What this task involves: Every record below must be set down again exactly as given.
[[ Study material open ]]
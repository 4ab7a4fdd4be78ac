//! Configuration key registry
//!
//! Every configuration key has a merge policy and a value domain. Keys that
//! are not listed here are rejected wherever they are written or read.

use std::collections::HashSet;
use std::path::PathBuf;
use thiserror::Error;

use crate::models::{Progress, RunMode};

/// Configuration errors
#[derive(Error, Debug)]
pub enum ConfigError {
    #[error("Unknown configuration key: {0}")]
    UnknownKey(String),

    #[error("Bad value for {key}: {value:?} ({reason})")]
    BadValue {
        key: String,
        value: String,
        reason: String,
    },

    #[error("Failed to read config file {}: {source}", path.display())]
    Read {
        path: PathBuf,
        #[source]
        source: std::io::Error,
    },

    #[error("Failed to parse config file {}: {message}", path.display())]
    Parse { path: PathBuf, message: String },

    #[error("Duplicate registry entry: {0}")]
    Duplicate(&'static str),
}

/// How repeated writes of a key combine
#[derive(Clone, Copy, Debug, PartialEq, Eq)]
pub enum KeyKind {
    /// Last write wins
    Single,
    /// Every write accumulates
    StdList,
    /// First write in a pass clears earlier values, later writes accumulate
    ResetList,
}

impl KeyKind {
    pub fn is_list(self) -> bool {
        !matches!(self, KeyKind::Single)
    }
}

/// Accepted values for a key
#[derive(Clone, Copy, Debug, PartialEq, Eq)]
pub enum ValueDomain {
    Text,
    Path,
    Integer { min: i64 },
    IntOrInfinity,
    Bool,
    Choice(&'static [&'static str]),
    Threshold,
    Pattern,
    Assignment,
}

/// Registry entry
#[derive(Clone, Copy, Debug)]
pub struct KeySpec {
    pub name: &'static str,
    pub kind: KeyKind,
    pub domain: ValueDomain,
}

const fn key(name: &'static str, kind: KeyKind, domain: ValueDomain) -> KeySpec {
    KeySpec { name, kind, domain }
}

const THRESHOLDS: &[&str] = &[
    "enable", "success", "skip", "warning", "fail", "error", "disable",
];

/// All known configuration keys
pub const REGISTRY: &[KeySpec] = &[
    key("mode", KeyKind::Single, ValueDomain::Choice(RunMode::NAMES)),
    key("log_dir", KeyKind::Single, ValueDomain::Path),
    key("log_root", KeyKind::Single, ValueDomain::Path),
    key("config_dir", KeyKind::Single, ValueDomain::Path),
    key("config_name", KeyKind::Single, ValueDomain::Text),
    key("file_pattern", KeyKind::Single, ValueDomain::Pattern),
    key("case_prefix", KeyKind::Single, ValueDomain::Text),
    key("rerun", KeyKind::Single, ValueDomain::Threshold),
    key("html", KeyKind::Single, ValueDomain::Threshold),
    key("junit", KeyKind::Single, ValueDomain::Bool),
    key("tap", KeyKind::StdList, ValueDomain::Text),
    key("progress", KeyKind::Single, ValueDomain::Choice(Progress::NAMES)),
    key("suite_timeout", KeyKind::Single, ValueDomain::IntOrInfinity),
    key("case_timeout", KeyKind::Single, ValueDomain::IntOrInfinity),
    key("multiplier", KeyKind::Single, ValueDomain::Integer { min: 1 }),
    key("doc_depth", KeyKind::Single, ValueDomain::IntOrInfinity),
    key("interpreter", KeyKind::Single, ValueDomain::Text),
    key("interpreter_args", KeyKind::ResetList, ValueDomain::Text),
    key("var", KeyKind::StdList, ValueDomain::Assignment),
    key("skip", KeyKind::StdList, ValueDomain::Text),
    key("skip_unless", KeyKind::StdList, ValueDomain::Text),
    key("require", KeyKind::StdList, ValueDomain::Text),
    key("unstable", KeyKind::Single, ValueDomain::Bool),
];

/// Look up a key in the registry
pub fn lookup(name: &str) -> Result<&'static KeySpec, ConfigError> {
    REGISTRY
        .iter()
        .find(|spec| spec.name == name)
        .ok_or_else(|| ConfigError::UnknownKey(name.to_string()))
}

/// Check the registry for duplicate entries
pub fn validate_registry() -> Result<(), ConfigError> {
    let mut seen = HashSet::new();
    for spec in REGISTRY {
        if !seen.insert(spec.name) {
            return Err(ConfigError::Duplicate(spec.name));
        }
    }
    Ok(())
}

impl KeySpec {
    /// Check a raw value against the key's domain
    pub fn validate(&self, value: &str) -> Result<(), ConfigError> {
        let bad = |reason: &str| ConfigError::BadValue {
            key: self.name.to_string(),
            value: value.to_string(),
            reason: reason.to_string(),
        };

        match self.domain {
            ValueDomain::Text | ValueDomain::Path => Ok(()),
            ValueDomain::Integer { min } => match value.parse::<i64>() {
                Ok(n) if n >= min => Ok(()),
                Ok(_) => Err(bad(&format!("must be at least {min}"))),
                Err(_) => Err(bad("not an integer")),
            },
            ValueDomain::IntOrInfinity => parse_limit(value)
                .map(|_| ())
                .ok_or_else(|| bad("expected a non-negative integer or infinity")),
            ValueDomain::Bool => parse_bool(value)
                .map(|_| ())
                .ok_or_else(|| bad("expected true or false")),
            ValueDomain::Choice(choices) => {
                if choices.contains(&value) {
                    Ok(())
                } else {
                    Err(bad(&format!("expected one of {}", choices.join(", "))))
                }
            }
            ValueDomain::Threshold => {
                if THRESHOLDS.contains(&value) {
                    Ok(())
                } else {
                    Err(bad(&format!("expected one of {}", THRESHOLDS.join(", "))))
                }
            }
            ValueDomain::Pattern => regex::Regex::new(value)
                .map(|_| ())
                .map_err(|e| bad(&e.to_string())),
            ValueDomain::Assignment => match value.split_once('=') {
                Some((name, _)) if !name.is_empty() => Ok(()),
                _ => Err(bad("expected NAME=VALUE")),
            },
        }
    }
}

/// Parse a limit; `None` inside means infinity
pub fn parse_limit(value: &str) -> Option<Option<u64>> {
    if value == "infinity" {
        Some(None)
    } else {
        value.parse::<u64>().ok().map(Some)
    }
}

pub fn parse_bool(value: &str) -> Option<bool> {
    match value.to_lowercase().as_str() {
        "true" | "yes" | "on" | "1" => Some(true),
        "false" | "no" | "off" | "0" => Some(false),
        _ => None,
    }
}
[[ Study material closed ]]
Your response:
repository 4ab7a4fdd4be78ac
//! Configuration key registry
//!
//! Every configuration key has a merge policy and a value domain. Keys that
//! are not listed here are rejected wherever they are written or read.

use std::collections::HashSet;
use std::path::PathBuf;
use thiserror::Error;

use crate::models::{Progress, RunMode};

/// Configuration errors
#[derive(Error, Debug)]
pub enum ConfigError {
    #[error("Unknown configuration key: {0}")]
    UnknownKey(String),

    #[error("Bad value for {key}: {value:?} ({reason})")]
    BadValue {
        key: String,
        value: String,
        reason: String,
    },

    #[error("Failed to read config file {}: {source}", path.display())]
    Read {
        path: PathBuf,
        #[source]
        source: std::io::Error,
    },

    #[error("Failed to parse config file {}: {message}", path.display())]
    Parse { path: PathBuf, message: String },

    #[error("Duplicate registry entry: {0}")]
    Duplicate(&'static str),
}

/// How repeated writes of a key combine
#[derive(Clone, Copy, Debug, PartialEq, Eq)]
pub enum KeyKind {
    /// Last write wins
    Single,
    /// Every write accumulates
    StdList,
    /// First write in a pass clears earlier values, later writes accumulate
    ResetList,
}

impl KeyKind {
    pub fn is_list(self) -> bool {
        !matches!(self, KeyKind::Single)
    }
}

/// Accepted values for a key
#[derive(Clone, Copy, Debug, PartialEq, Eq)]
pub enum ValueDomain {
    Text,
    Path,
    Integer { min: i64 },
    IntOrInfinity,
    Bool,
    Choice(&'static [&'static str]),
    Threshold,
    Pattern,
    Assignment,
}

/// Registry entry
#[derive(Clone, Copy, Debug)]
pub struct KeySpec {
    pub name: &'static str,
    pub kind: KeyKind,
    pub domain: ValueDomain,
}

const fn key(name: &'static str, kind: KeyKind, domain: ValueDomain) -> KeySpec {
    KeySpec { name, kind, domain }
}

const THRESHOLDS: &[&str] = &[
    "enable", "success", "skip", "warning", "fail", "error", "disable",
];

/// All known configuration keys
pub const REGISTRY: &[KeySpec] = &[
    key("mode", KeyKind::Single, ValueDomain::Choice(RunMode::NAMES)),
    key("log_dir", KeyKind::Single, ValueDomain::Path),
    key("log_root", KeyKind::Single, ValueDomain::Path),
    key("config_dir", KeyKind::Single, ValueDomain::Path),
    key("config_name", KeyKind::Single, ValueDomain::Text),
    key("file_pattern", KeyKind::Single, ValueDomain::Pattern),
    key("case_prefix", KeyKind::Single, ValueDomain::Text),
    key("rerun", KeyKind::Single, ValueDomain::Threshold),
    key("html", KeyKind::Single, ValueDomain::Threshold),
    key("junit", KeyKind::Single, ValueDomain::Bool),
    key("tap", KeyKind::StdList, ValueDomain::Text),
    key("progress", KeyKind::Single, ValueDomain::Choice(Progress::NAMES)),
    key("suite_timeout", KeyKind::Single, ValueDomain::IntOrInfinity),
    key("case_timeout", KeyKind::Single, ValueDomain::IntOrInfinity),
    key("multiplier", KeyKind::Single, ValueDomain::Integer { min: 1 }),
    key("doc_depth", KeyKind::Single, ValueDomain::IntOrInfinity),
    key("interpreter", KeyKind::Single, ValueDomain::Text),
    key("interpreter_args", KeyKind::ResetList, ValueDomain::Text),
    key("var", KeyKind::StdList, ValueDomain::Assignment),
    key("skip", KeyKind::StdList, ValueDomain::Text),
    key("skip_unless", KeyKind::StdList, ValueDomain::Text),
    key("require", KeyKind::StdList, ValueDomain::Text),
    key("unstable", KeyKind::Single, ValueDomain::Bool),
];

/// Look up a key in the registry
pub fn lookup(name: &str) -> Result<&'static KeySpec, ConfigError> {
    REGISTRY
        .iter()
        .find(|spec| spec.name == name)
        .ok_or_else(|| ConfigError::UnknownKey(name.to_string()))
}

/// Check the registry for duplicate entries
pub fn validate_registry() -> Result<(), ConfigError> {
    let mut seen = HashSet::new();
    for spec in REGISTRY {
        if !seen.insert(spec.name) {
            return Err(ConfigError::Duplicate(spec.name));
        }
    }
    Ok(())
}

impl KeySpec {
    /// Check a raw value against the key's domain
    pub fn validate(&self, value: &str) -> Result<(), ConfigError> {
        let bad = |reason: &str| ConfigError::BadValue {
            key: self.name.to_string(),
            value: value.to_string(),
            reason: reason.to_string(),
        };

        match self.domain {
            ValueDomain::Text | ValueDomain::Path => Ok(()),
            ValueDomain::Integer { min } => match value.parse::<i64>() {
                Ok(n) if n >= min => Ok(()),
                Ok(_) => Err(bad(&format!("must be at least {min}"))),
                Err(_) => Err(bad("not an integer")),
            },
            ValueDomain::IntOrInfinity => parse_limit(value)
                .map(|_| ())
                .ok_or_else(|| bad("expected a non-negative integer or infinity")),
            ValueDomain::Bool => parse_bool(value)
                .map(|_| ())
                .ok_or_else(|| bad("expected true or false")),
            ValueDomain::Choice(choices) => {
                if choices.contains(&value) {
                    Ok(())
                } else {
                    Err(bad(&format!("expected one of {}", choices.join(", "))))
                }
            }
            ValueDomain::Threshold => {
                if THRESHOLDS.contains(&value) {
                    Ok(())
                } else {
                    Err(bad(&format!("expected one of {}", THRESHOLDS.join(", "))))
                }
            }
            ValueDomain::Pattern => regex::Regex::new(value)
                .map(|_| ())
                .map_err(|e| bad(&e.to_string())),
            ValueDomain::Assignment => match value.split_once('=') {
                Some((name, _)) if !name.is_empty() => Ok(()),
                _ => Err(bad("expected NAME=VALUE")),
            },
        }
    }
}

/// Parse a limit; `None` inside means infinity
pub fn parse_limit(value: &str) -> Option<Option<u64>> {
    if value == "infinity" {
        Some(None)
    } else {
        value.parse::<u64>().ok().map(Some)
    }
}

pub fn parse_bool(value: &str) -> Option<bool> {
    match value.to_lowercase().as_str() {
        "true" | "yes" | "on" | "1" => Some(true),
        "false" | "no" | "off" | "0" => Some(false),
        _ => None,
    }
}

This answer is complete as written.